#### DATA FOR ANALYSIS
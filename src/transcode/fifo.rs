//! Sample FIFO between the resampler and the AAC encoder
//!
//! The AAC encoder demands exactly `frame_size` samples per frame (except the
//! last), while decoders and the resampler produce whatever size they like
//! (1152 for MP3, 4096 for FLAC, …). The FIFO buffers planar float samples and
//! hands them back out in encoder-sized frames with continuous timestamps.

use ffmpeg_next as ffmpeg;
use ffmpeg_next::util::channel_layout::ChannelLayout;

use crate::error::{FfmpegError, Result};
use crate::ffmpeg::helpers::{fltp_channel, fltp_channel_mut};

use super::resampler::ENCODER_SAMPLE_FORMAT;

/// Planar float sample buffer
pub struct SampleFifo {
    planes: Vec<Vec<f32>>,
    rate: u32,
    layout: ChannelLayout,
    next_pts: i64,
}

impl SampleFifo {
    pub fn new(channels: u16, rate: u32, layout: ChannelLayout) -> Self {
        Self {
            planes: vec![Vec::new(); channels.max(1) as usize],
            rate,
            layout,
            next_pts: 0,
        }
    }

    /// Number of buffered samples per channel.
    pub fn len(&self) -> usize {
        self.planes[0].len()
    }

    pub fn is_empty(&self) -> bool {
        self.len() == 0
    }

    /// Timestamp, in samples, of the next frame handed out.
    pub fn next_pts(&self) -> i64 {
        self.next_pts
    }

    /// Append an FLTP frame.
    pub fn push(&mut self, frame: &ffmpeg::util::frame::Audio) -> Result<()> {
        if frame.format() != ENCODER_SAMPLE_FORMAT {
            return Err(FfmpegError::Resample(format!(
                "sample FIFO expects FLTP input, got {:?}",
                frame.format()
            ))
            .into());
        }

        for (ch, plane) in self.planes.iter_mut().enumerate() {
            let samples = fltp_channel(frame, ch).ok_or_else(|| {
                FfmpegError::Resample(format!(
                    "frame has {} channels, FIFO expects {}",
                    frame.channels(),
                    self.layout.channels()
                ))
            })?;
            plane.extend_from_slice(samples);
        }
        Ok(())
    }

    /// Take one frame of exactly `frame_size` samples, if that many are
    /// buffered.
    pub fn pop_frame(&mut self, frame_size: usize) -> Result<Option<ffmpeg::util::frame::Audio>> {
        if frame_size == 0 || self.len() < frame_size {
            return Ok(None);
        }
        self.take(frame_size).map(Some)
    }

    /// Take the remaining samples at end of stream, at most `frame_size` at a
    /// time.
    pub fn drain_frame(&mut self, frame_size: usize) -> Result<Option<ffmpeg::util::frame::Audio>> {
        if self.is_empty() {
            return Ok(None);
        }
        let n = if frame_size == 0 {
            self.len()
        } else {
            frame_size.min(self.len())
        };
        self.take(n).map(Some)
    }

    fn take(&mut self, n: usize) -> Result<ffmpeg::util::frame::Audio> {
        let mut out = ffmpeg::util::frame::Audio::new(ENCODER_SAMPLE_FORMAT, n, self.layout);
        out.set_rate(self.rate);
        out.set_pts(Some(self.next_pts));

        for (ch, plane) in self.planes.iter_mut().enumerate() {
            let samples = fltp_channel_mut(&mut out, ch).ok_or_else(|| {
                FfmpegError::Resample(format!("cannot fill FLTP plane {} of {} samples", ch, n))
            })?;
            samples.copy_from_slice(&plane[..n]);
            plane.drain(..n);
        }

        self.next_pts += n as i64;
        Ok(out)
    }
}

#### WORK INSTRUCTIONS
In the data above, find the line that contains "planes: vec![Vec::new(); channels.max(1)" and the line that contains "fn take(&mut self, n: usize)". Repeat exactly those lines and every line between them, and only those.

#### RESULT
            planes: vec![Vec::new(); channels.max(1) as usize],
            rate,
            layout,
            next_pts: 0,
        }
    }

    /// Number of buffered samples per channel.
    pub fn len(&self) -> usize {
        self.planes[0].len()
    }

    pub fn is_empty(&self) -> bool {
        self.len() == 0
    }

    /// Timestamp, in samples, of the next frame handed out.
    pub fn next_pts(&self) -> i64 {
        self.next_pts
    }

    /// Append an FLTP frame.
    pub fn push(&mut self, frame: &ffmpeg::util::frame::Audio) -> Result<()> {
        if frame.format() != ENCODER_SAMPLE_FORMAT {
            return Err(FfmpegError::Resample(format!(
                "sample FIFO expects FLTP input, got {:?}",
                frame.format()
            ))
            .into());
        }

        for (ch, plane) in self.planes.iter_mut().enumerate() {
            let samples = fltp_channel(frame, ch).ok_or_else(|| {
                FfmpegError::Resample(format!(
                    "frame has {} channels, FIFO expects {}",
                    frame.channels(),
                    self.layout.channels()
                ))
            })?;
            plane.extend_from_slice(samples);
        }
        Ok(())
    }

    /// Take one frame of exactly `frame_size` samples, if that many are
    /// buffered.
    pub fn pop_frame(&mut self, frame_size: usize) -> Result<Option<ffmpeg::util::frame::Audio>> {
        if frame_size == 0 || self.len() < frame_size {
            return Ok(None);
        }
        self.take(frame_size).map(Some)
    }

    /// Take the remaining samples at end of stream, at most `frame_size` at a
    /// time.
    pub fn drain_frame(&mut self, frame_size: usize) -> Result<Option<ffmpeg::util::frame::Audio>> {
        if self.is_empty() {
            return Ok(None);
        }
        let n = if frame_size == 0 {
            self.len()
        } else {
            frame_size.min(self.len())
        };
        self.take(n).map(Some)
    }

    fn take(&mut self, n: usize) -> Result<ffmpeg::util::frame::Audio> {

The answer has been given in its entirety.